Saved data entries:

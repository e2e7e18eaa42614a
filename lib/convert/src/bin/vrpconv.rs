use rayon::ThreadPoolBuilder;
use anyhow::Result;
use tracing::*;

use vrpconv::*;
use vrp_instances::{ConvertOptions, Dialect};
use vrp_instances::dataset::{IdxNameMap, InstanceSet};
use vrp_instances::dialect::{DIALECT_STRINGS, MAX_SPLITS_RANGE};

mod common;
use common::*;

use structopt::StructOpt;

/// Normalize raw VRP instances (real-life export folders or Solomon files) into the canonical
/// `;`-separated solver format.
#[derive(Debug, StructOpt)]
#[structopt(name="vrpconv")]
struct ClArgs {
    /// Export folders or benchmark files; glob patterns are expanded
    #[structopt(required=true)]
    inputs: Vec<String>,
    /// Source dialect [default: folder-v2x2 for directories, solomon for files]
    #[structopt(long, short="d", parse(try_from_str), possible_values=&DIALECT_STRINGS)]
    dialect: Option<Dialect>,
    /// Maximum number of deliveries a split customer may receive
    #[structopt(long, default_value="2", validator=clap_range_validator(Some(MAX_SPLITS_RANGE.0), Some(MAX_SPLITS_RANGE.1)))]
    max_splits: u8,
    /// Stop at the first instance which fails to convert
    #[structopt(long)]
    fail_fast: bool,
    #[structopt(long, short="c", default_value="1", validator=clap_range_validator(Some(1), None))]
    cpus: usize,
    #[structopt(flatten)]
    output: OutputOptions,
}


fn main() -> Result<()> {
    let args : ClArgs = StructOpt::from_args();
    let _g = init_logging(args.output.log.as_ref())?;
    debug!(?args);
    ThreadPoolBuilder::new().num_threads(args.cpus).build_global()?;

    let set = InstanceSet::from_inputs(&args.inputs, args.dialect, ConvertOptions::new(args.max_splits)?)?;
    info!(instances=set.len(), "converting");
    let batch = BatchOptions {
        output_dir: args.output.dir.clone(),
        prefix: args.output.prefix.clone(),
        fail_fast: args.fail_fast,
    };
    let summary = run_batch(&set, &batch)?;
    if let Some(path) = &args.output.report {
        summary.write_report(path)?;
    }

    if !summary.all_converted() {
        drop(_g);
        std::process::exit(1);
    }
    Ok(())
}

Assignment: Where a line above contains the string "validator", copy that line.

Result:
    #[structopt(long, default_value="2", validator=clap_range_validator(Some(MAX_SPLITS_RANGE.0), Some(MAX_SPLITS_RANGE.1)))]
    #[structopt(long, short="c", default_value="1", validator=clap_range_validator(Some(1), None))]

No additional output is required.